**EXERCISE GOAL**
Every line between the top of the data below and the line with "can exercise their", both ends included, must be retyped exactly.
────────────────
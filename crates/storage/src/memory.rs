//! In-process `StorageClient` for tests and local demos.
//!
//! Objects live in a `bucket -> key -> bytes` map. The client can be told to
//! misbehave (stall, fail, return empty chunks) so callers can exercise their
//! recovery paths without a network.

use std::collections::{BTreeMap, BTreeSet, HashMap};
use std::sync::atomic::{AtomicBool, AtomicU32, AtomicU64, AtomicUsize, Ordering};
use std::sync::Arc;

use async_trait::async_trait;
use bytes::Bytes;
use parking_lot::RwLock;
use rusty_s3fs_common::IO_BUFFER_SIZE;
use tokio::sync::Notify;

use crate::error::StorageError;
use crate::traits::{RangeStream, StorageClient};
use crate::types::{ByteRange, ListResult, ObjectInfo, ObjectMetadata};

/// In-memory object store.
///
/// Cloning yields another handle to the same store and counters.
#[derive(Clone, Default)]
pub struct MemoryStorageClient {
    inner: Arc<MemoryInner>,
}

#[derive(Default)]
struct MemoryInner {
    buckets: RwLock<HashMap<String, BTreeMap<String, Bytes>>>,
    /// Max bytes per `read_chunk`; 0 means IO_BUFFER_SIZE.
    chunk_size: AtomicUsize,
    stalled: AtomicBool,
    stall_released: Notify,
    fail_next_reads: AtomicU32,
    fail_next_opens: AtomicU32,
    fail_next_heads: AtomicU32,
    zero_next_reads: AtomicU32,
    head_requests: AtomicU64,
    streams_opened: AtomicU64,
    open_streams: AtomicUsize,
    list_requests: AtomicU64,
    bytes_served: AtomicU64,
}

/// Decrement `counter` if positive. Returns true if it was.
fn take_one(counter: &AtomicU32) -> bool {
    counter
        .fetch_update(Ordering::SeqCst, Ordering::SeqCst, |n| n.checked_sub(1))
        .is_ok()
}

impl MemoryStorageClient {
    /// Create an empty store.
    pub fn new() -> Self {
        Self::default()
    }

    /// Limit how many bytes each `read_chunk` may return.
    pub fn with_chunk_size(self, chunk_size: usize) -> Self {
        self.inner.chunk_size.store(chunk_size, Ordering::SeqCst);
        self
    }

    /// Store an object, replacing any previous content.
    pub fn put_object(&self, bucket: &str, key: &str, data: impl Into<Bytes>) {
        self.inner
            .buckets
            .write()
            .entry(bucket.to_string())
            .or_default()
            .insert(key.to_string(), data.into());
    }

    /// Create a bucket with no objects.
    pub fn create_bucket(&self, bucket: &str) {
        self.inner
            .buckets
            .write()
            .entry(bucket.to_string())
            .or_default();
    }

    /// When stalled, open streams never deliver a byte until released.
    pub fn set_stalled(&self, stalled: bool) {
        self.inner.stalled.store(stalled, Ordering::SeqCst);
        if !stalled {
            self.inner.stall_released.notify_waiters();
        }
    }

    /// Fail the next `n` chunk reads with a retryable network error.
    pub fn fail_next_reads(&self, n: u32) {
        self.inner.fail_next_reads.store(n, Ordering::SeqCst);
    }

    /// Fail the next `n` stream opens with a retryable network error.
    pub fn fail_next_opens(&self, n: u32) {
        self.inner.fail_next_opens.store(n, Ordering::SeqCst);
    }

    /// Fail the next `n` HEAD requests with a retryable network error.
    pub fn fail_next_heads(&self, n: u32) {
        self.inner.fail_next_heads.store(n, Ordering::SeqCst);
    }

    /// Make the next `n` chunk reads return zero bytes.
    pub fn zero_next_reads(&self, n: u32) {
        self.inner.zero_next_reads.store(n, Ordering::SeqCst);
    }

    /// Number of HEAD requests issued.
    pub fn head_requests(&self) -> u64 {
        self.inner.head_requests.load(Ordering::SeqCst)
    }

    /// Number of range streams opened successfully.
    pub fn streams_opened(&self) -> u64 {
        self.inner.streams_opened.load(Ordering::SeqCst)
    }

    /// Number of range stream handles currently alive.
    pub fn open_streams(&self) -> usize {
        self.inner.open_streams.load(Ordering::SeqCst)
    }

    /// Number of listings issued.
    pub fn list_requests(&self) -> u64 {
        self.inner.list_requests.load(Ordering::SeqCst)
    }

    /// Total bytes delivered through range streams.
    pub fn bytes_served(&self) -> u64 {
        self.inner.bytes_served.load(Ordering::SeqCst)
    }

    fn lookup(&self, bucket: &str, key: &str) -> Option<Bytes> {
        self.inner
            .buckets
            .read()
            .get(bucket)
            .and_then(|objects| objects.get(key).cloned())
    }
}

#[async_trait]
impl StorageClient for MemoryStorageClient {
    async fn head_object(
        &self,
        bucket: &str,
        key: &str,
    ) -> Result<Option<ObjectMetadata>, StorageError> {
        self.inner.head_requests.fetch_add(1, Ordering::SeqCst);
        if take_one(&self.inner.fail_next_heads) {
            return Err(StorageError::transient("injected head failure"));
        }
        Ok(self
            .lookup(bucket, key)
            .map(|data| ObjectMetadata::with_size(data.len() as u64)))
    }

    async fn open_range_stream(
        &self,
        bucket: &str,
        key: &str,
        range: ByteRange,
    ) -> Result<Box<dyn RangeStream>, StorageError> {
        if take_one(&self.inner.fail_next_opens) {
            return Err(StorageError::transient("injected open failure"));
        }
        let data: Bytes = self
            .lookup(bucket, key)
            .ok_or_else(|| StorageError::NotFound {
                bucket: bucket.to_string(),
                key: key.to_string(),
            })?;

        let len: u64 = data.len() as u64;
        let start: u64 = range.start.min(len);
        let end: u64 = range.end.unwrap_or(len).clamp(start, len);

        self.inner.streams_opened.fetch_add(1, Ordering::SeqCst);
        self.inner.open_streams.fetch_add(1, Ordering::SeqCst);
        Ok(Box::new(MemoryRangeStream {
            inner: self.inner.clone(),
            remaining: data.slice(start as usize..end as usize),
        }))
    }

    async fn list_objects(
        &self,
        bucket: &str,
        prefix: &str,
        delimiter: Option<&str>,
    ) -> Result<ListResult, StorageError> {
        self.inner.list_requests.fetch_add(1, Ordering::SeqCst);
        let buckets = self.inner.buckets.read();
        let objects: &BTreeMap<String, Bytes> =
            buckets.get(bucket).ok_or_else(|| StorageError::NotFound {
                bucket: bucket.to_string(),
                key: prefix.to_string(),
            })?;

        let mut result = ListResult::default();
        let mut prefixes: BTreeSet<String> = BTreeSet::new();
        for (key, data) in objects.range(prefix.to_string()..) {
            let Some(rest) = key.strip_prefix(prefix) else {
                break;
            };
            let grouped: Option<usize> = delimiter
                .filter(|d| !d.is_empty())
                .and_then(|d| rest.find(d).map(|idx| idx + d.len()));
            match grouped {
                Some(cut) => {
                    prefixes.insert(format!("{}{}", prefix, &rest[..cut]));
                }
                None => result.objects.push(ObjectInfo {
                    key: key.clone(),
                    size: data.len() as u64,
                    last_modified: None,
                }),
            }
        }
        result.common_prefixes = prefixes.into_iter().collect();
        Ok(result)
    }
}

struct MemoryRangeStream {
    inner: Arc<MemoryInner>,
    remaining: Bytes,
}

#[async_trait]
impl RangeStream for MemoryRangeStream {
    async fn read_chunk(&mut self, max_len: usize) -> Result<Option<Bytes>, StorageError> {
        loop {
            let released = self.inner.stall_released.notified();
            if !self.inner.stalled.load(Ordering::SeqCst) {
                break;
            }
            released.await;
        }

        if take_one(&self.inner.fail_next_reads) {
            return Err(StorageError::transient("injected read failure"));
        }
        if take_one(&self.inner.zero_next_reads) {
            return Ok(Some(Bytes::new()));
        }
        if self.remaining.is_empty() {
            return Ok(None);
        }

        let configured: usize = match self.inner.chunk_size.load(Ordering::SeqCst) {
            0 => IO_BUFFER_SIZE,
            n => n,
        };
        let n: usize = max_len.min(configured).min(self.remaining.len()).max(1);
        let chunk: Bytes = self.remaining.split_to(n);
        self.inner
            .bytes_served
            .fetch_add(chunk.len() as u64, Ordering::SeqCst);
        Ok(Some(chunk))
    }
}

impl Drop for MemoryRangeStream {
    fn drop(&mut self) {
        self.inner.open_streams.fetch_sub(1, Ordering::SeqCst);
    }
}

#[cfg(test)]
mod tests {
    use super::*;

    fn sample(len: usize) -> Vec<u8> {
        (0..len).map(|i| (i % 251) as u8).collect()
    }

    async fn drain(stream: &mut Box<dyn RangeStream>, max_len: usize) -> Vec<u8> {
        let mut out: Vec<u8> = Vec::new();
        while let Some(chunk) = stream.read_chunk(max_len).await.unwrap() {
            out.extend_from_slice(&chunk);
        }
        out
    }

    #[tokio::test]
    async fn test_head_object() {
        let client = MemoryStorageClient::new();
        client.put_object("b", "dir/a.bin", sample(100));

        let meta = client.head_object("b", "dir/a.bin").await.unwrap();
        assert_eq!(meta.map(|m| m.size), Some(100));
        assert!(client.head_object("b", "missing.bin").await.unwrap().is_none());
        assert!(client.head_object("nobucket", "a").await.unwrap().is_none());
        assert_eq!(client.head_requests(), 3);
    }

    #[tokio::test]
    async fn test_range_stream_bounded() {
        let data = sample(1000);
        let client = MemoryStorageClient::new().with_chunk_size(64);
        client.put_object("b", "k.bin", data.clone());

        let mut stream = client
            .open_range_stream("b", "k.bin", ByteRange::bounded(100, 300))
            .await
            .unwrap();
        let first = stream.read_chunk(1024).await.unwrap().unwrap();
        assert_eq!(first.len(), 64);
        let mut all = first.to_vec();
        all.extend(drain(&mut stream, 1024).await);
        assert_eq!(all, data[100..300]);
    }

    #[tokio::test]
    async fn test_range_stream_open_ended_past_eof() {
        let client = MemoryStorageClient::new();
        client.put_object("b", "k.bin", sample(10));

        let mut stream = client
            .open_range_stream("b", "k.bin", ByteRange::from_offset(50))
            .await
            .unwrap();
        assert!(stream.read_chunk(8).await.unwrap().is_none());
    }

    #[tokio::test]
    async fn test_open_missing_object() {
        let client = MemoryStorageClient::new();
        let result = client
            .open_range_stream("b", "nope.bin", ByteRange::from_offset(0))
            .await;
        assert!(matches!(result, Err(StorageError::NotFound { .. })));
        assert_eq!(client.streams_opened(), 0);
    }

    #[tokio::test]
    async fn test_open_streams_counter_tracks_drop() {
        let client = MemoryStorageClient::new();
        client.put_object("b", "k.bin", sample(10));

        let s1 = client
            .open_range_stream("b", "k.bin", ByteRange::from_offset(0))
            .await
            .unwrap();
        let s2 = client
            .open_range_stream("b", "k.bin", ByteRange::from_offset(5))
            .await
            .unwrap();
        assert_eq!(client.open_streams(), 2);
        drop(s1);
        assert_eq!(client.open_streams(), 1);
        drop(s2);
        assert_eq!(client.open_streams(), 0);
        assert_eq!(client.streams_opened(), 2);
    }

    #[tokio::test]
    async fn test_injected_faults() {
        let client = MemoryStorageClient::new();
        client.put_object("b", "k.bin", sample(10));

        client.fail_next_opens(1);
        assert!(client
            .open_range_stream("b", "k.bin", ByteRange::from_offset(0))
            .await
            .is_err());

        let mut stream = client
            .open_range_stream("b", "k.bin", ByteRange::from_offset(0))
            .await
            .unwrap();
        client.zero_next_reads(1);
        assert_eq!(stream.read_chunk(4).await.unwrap().map(|b| b.len()), Some(0));
        client.fail_next_reads(1);
        let err = stream.read_chunk(4).await.unwrap_err();
        assert!(err.is_retryable());
        assert_eq!(stream.read_chunk(4).await.unwrap().map(|b| b.len()), Some(4));

        client.fail_next_heads(1);
        assert!(client.head_object("b", "k.bin").await.is_err());
        assert!(client.head_object("b", "k.bin").await.unwrap().is_some());
    }

    #[tokio::test]
    async fn test_stall_and_release() {
        let client = MemoryStorageClient::new();
        client.put_object("b", "k.bin", sample(10));
        let mut stream = client
            .open_range_stream("b", "k.bin", ByteRange::from_offset(0))
            .await
            .unwrap();

        client.set_stalled(true);
        let stalled = tokio::time::timeout(
            std::time::Duration::from_millis(50),
            stream.read_chunk(4),
        )
        .await;
        assert!(stalled.is_err());

        let releaser = client.clone();
        tokio::spawn(async move {
            tokio::time::sleep(std::time::Duration::from_millis(20)).await;
            releaser.set_stalled(false);
        });
        let chunk = stream.read_chunk(4).await.unwrap().unwrap();
        assert_eq!(chunk.len(), 4);
    }

    #[tokio::test]
    async fn test_list_with_delimiter() {
        let client = MemoryStorageClient::new();
        client.put_object("b", "photos/", Vec::new());
        client.put_object("b", "photos/a.jpg", sample(3));
        client.put_object("b", "photos/b.jpg", sample(5));
        client.put_object("b", "photos/2020/c.jpg", sample(7));
        client.put_object("b", "photos/2021/d.jpg", sample(7));
        client.put_object("b", "photosx.txt", sample(1));

        let listing = client
            .list_objects("b", "photos/", Some("/"))
            .await
            .unwrap();
        assert_eq!(
            listing.common_prefixes,
            vec!["photos/2020/".to_string(), "photos/2021/".to_string()]
        );
        let keys: Vec<&str> = listing.objects.iter().map(|o| o.key.as_str()).collect();
        assert_eq!(keys, vec!["photos/", "photos/a.jpg", "photos/b.jpg"]);

        let root = client.list_objects("b", "", Some("/")).await.unwrap();
        assert_eq!(root.common_prefixes, vec!["photos/".to_string()]);
        assert_eq!(root.objects.len(), 1);
        assert_eq!(client.list_requests(), 2);
    }

    #[tokio::test]
    async fn test_list_without_delimiter_is_flat() {
        let client = MemoryStorageClient::new();
        client.put_object("b", "a/b/c.txt", sample(1));
        client.put_object("b", "a/d.txt", sample(1));

        let listing = client.list_objects("b", "a/", None).await.unwrap();
        assert!(listing.common_prefixes.is_empty());
        assert_eq!(listing.objects.len(), 2);
    }
}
────────────────
**TASK ANSWER**
filename crates/storage/src/memory.rs
//! In-process `StorageClient` for tests and local demos.
//!
//! Objects live in a `bucket -> key -> bytes` map. The client can be told to
//! misbehave (stall, fail, return empty chunks) so callers can exercise their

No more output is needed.